There are three subspecies:
- Melaleuca williamsii subsp. fletcheri which has stamens up to 19 mm long, flower spikes 30-45 mm wide, pink or mauve stamens and occurs in the Stanthorpe district in Queensland;
- Melaleuca williamsii subsp. synoriensis which has stamens up to 11 mm long, flower spikes 25-30 mm wide and occurs in the Gibraltar Range and Point Lookout districts in New South Wales;
- Melaleuca williamsii subsp. williamsii which has stamens up to 19 mm long, flower spikes 30-45 mm wide, red, crimson or purple stamens and occurs in the Northern Tablelands region of New South Wales.

Callistemon pungens is regarded as a synonym of Melaleuca williamsii by the Royal Botanic Gardens, Kew.

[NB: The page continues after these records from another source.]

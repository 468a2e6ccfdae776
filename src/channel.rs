//! Per-message telemetry channels.
//!
//! A [`Channel`] keeps the most recent decode of one telemetry message and the
//! ordered list of [`Subscriber`]s interested in it. The receive loop calls
//! [`Channel::update`]; any other thread may attach or detach subscribers at
//! the same time.
//!
//! Notification iterates a snapshot of the subscriber list taken under the
//! channel lock, so the lock is never held while user code runs. A subscriber
//! detached during a fan-out may still receive that one in-flight update.

use crate::codec::{DecodedMessage, PrimaryHeader, SchemaEntry, SecondaryHeader, Value};
use crate::error::{Result, ServerError};
use crate::topic::{format_topic, RoutingKey};
use parking_lot::{Mutex, RwLock};
use std::fmt;
use std::panic::{self, AssertUnwindSafe};
use std::sync::Arc;
use std::time::SystemTime;
use tracing::{debug, error, warn};

/// Consumer of decoded telemetry for one or more channels.
///
/// Called synchronously on the receive loop; implementations should return
/// quickly. Errors and panics are contained to the subscriber that raised
/// them.
pub trait Subscriber: Send + Sync {
    /// Handles one decoded message.
    ///
    /// `channel` is the channel being notified, so one subscriber attached to
    /// several channels can tell them apart and read their last-update
    /// accessors. The channel's subscriber list is not locked during the
    /// call: a subscriber may attach or detach (itself included), and the
    /// change takes effect from the next update. An `Err` is logged and
    /// counted as a failed delivery.
    fn update(&self, channel: &Channel, update: &TelemetryUpdate) -> anyhow::Result<()>;
}

/// Most recent decode delivered to a channel.
#[derive(Debug, Clone)]
pub struct TelemetryUpdate {
    pub entry: Arc<SchemaEntry>,
    pub message: Arc<DecodedMessage>,
    /// Ground receive time
    pub received_at: SystemTime,
}

/// Result of one fan-out.
#[derive(Debug, Clone, Copy, PartialEq, Eq, Default)]
pub struct NotifyOutcome {
    pub delivered: usize,
    pub failed: usize,
}

pub struct Channel {
    app_name: String,
    msg_name: String,
    key: RoutingKey,
    last: RwLock<Option<TelemetryUpdate>>,
    subscribers: Mutex<Vec<Arc<dyn Subscriber>>>,
}

impl fmt::Debug for Channel {
    fn fmt(&self, f: &mut fmt::Formatter<'_>) -> fmt::Result {
        f.debug_struct("Channel")
            .field("app_name", &self.app_name)
            .field("msg_name", &self.msg_name)
            .field("key", &self.key)
            .field("subscribers", &self.subscriber_count())
            .finish()
    }
}

/// Subscribers are matched by the address of the shared value, not by the
/// trait object vtable.
fn same_subscriber(a: &Arc<dyn Subscriber>, b: &Arc<dyn Subscriber>) -> bool {
    std::ptr::eq(
        Arc::as_ptr(a) as *const (),
        Arc::as_ptr(b) as *const (),
    )
}

impl Channel {
    pub fn new(app_name: impl Into<String>, msg_name: impl Into<String>, key: RoutingKey) -> Self {
        Self {
            app_name: app_name.into(),
            msg_name: msg_name.into(),
            key,
            last: RwLock::new(None),
            subscribers: Mutex::new(Vec::new()),
        }
    }

    pub fn app_name(&self) -> &str {
        &self.app_name
    }

    pub fn msg_name(&self) -> &str {
        &self.msg_name
    }

    pub fn key(&self) -> RoutingKey {
        self.key
    }

    pub fn topic(&self) -> String {
        format_topic(&self.app_name, &self.msg_name)
    }

    /// Appends a subscriber. Attaching the same subscriber twice makes it
    /// receive every update twice; callers are expected to avoid that.
    pub fn attach(&self, subscriber: Arc<dyn Subscriber>) {
        let mut subs = self.subscribers.lock();
        if subs.iter().any(|s| same_subscriber(s, &subscriber)) {
            warn!(
                "Subscriber attached twice to {} ({})",
                self.topic(),
                self.key
            );
        }
        subs.push(subscriber);
    }

    /// Removes the first attachment of `subscriber`.
    pub fn detach(&self, subscriber: &Arc<dyn Subscriber>) -> Result<()> {
        let mut subs = self.subscribers.lock();
        match subs.iter().position(|s| same_subscriber(s, subscriber)) {
            Some(idx) => {
                subs.remove(idx);
                Ok(())
            }
            None => Err(ServerError::SubscriberNotAttached(self.key)),
        }
    }

    pub fn subscriber_count(&self) -> usize {
        self.subscribers.lock().len()
    }

    pub fn is_attached(&self, subscriber: &Arc<dyn Subscriber>) -> bool {
        self.subscribers
            .lock()
            .iter()
            .any(|s| same_subscriber(s, subscriber))
    }

    /// Stores a new decode, stamps the receive time and notifies every
    /// subscriber in attach order.
    pub fn update(&self, entry: SchemaEntry, message: DecodedMessage) -> NotifyOutcome {
        let update = TelemetryUpdate {
            entry: Arc::new(entry),
            message: Arc::new(message),
            received_at: SystemTime::now(),
        };
        *self.last.write() = Some(update.clone());

        let snapshot: Vec<Arc<dyn Subscriber>> = self.subscribers.lock().clone();
        debug!(
            "Notifying {} subscriber(s) of {} ({})",
            snapshot.len(),
            update.entry.name,
            self.key
        );

        let mut outcome = NotifyOutcome::default();
        for subscriber in snapshot {
            match panic::catch_unwind(AssertUnwindSafe(|| subscriber.update(self, &update))) {
                Ok(Ok(())) => outcome.delivered += 1,
                Ok(Err(e)) => {
                    warn!(
                        "Subscriber failed on {} ({}): {:#}",
                        self.topic(),
                        self.key,
                        e
                    );
                    outcome.failed += 1;
                }
                Err(_) => {
                    error!("Subscriber panicked on {} ({})", self.topic(), self.key);
                    outcome.failed += 1;
                }
            }
        }
        outcome
    }

    /// Most recent update, if any.
    pub fn last_update(&self) -> Option<TelemetryUpdate> {
        self.last.read().clone()
    }

    pub fn last_message(&self) -> Result<Arc<DecodedMessage>> {
        self.last
            .read()
            .as_ref()
            .map(|u| u.message.clone())
            .ok_or_else(|| self.no_data())
    }

    pub fn last_header(&self) -> Result<PrimaryHeader> {
        Ok(self.last_message()?.primary)
    }

    pub fn last_secondary_header(&self) -> Result<SecondaryHeader> {
        Ok(self.last_message()?.secondary)
    }

    pub fn last_payload(&self) -> Result<Value> {
        Ok(self.last_message()?.payload.clone())
    }

    pub fn last_update_time(&self) -> Option<SystemTime> {
        self.last.read().as_ref().map(|u| u.received_at)
    }

    fn no_data(&self) -> ServerError {
        ServerError::NoData {
            app_name: self.app_name.clone(),
            msg_name: self.msg_name.clone(),
            key: self.key,
        }
    }
}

==Distribution and habitat==
This melaleuca occurs in the higher altitude regions of north eastern New South Wales and south eastern Queensland. It grows in granite and trachyte rock crevices in forest and heath and on sandy or shallow rocky soil.

==Conservation==
Melaleuca williamsii (as Callistemon pungens) has been classified as vulnerable by the Scientific Committee of the NSW Government Department of Environment and Heritage and by the Australian Government Department of the Environment.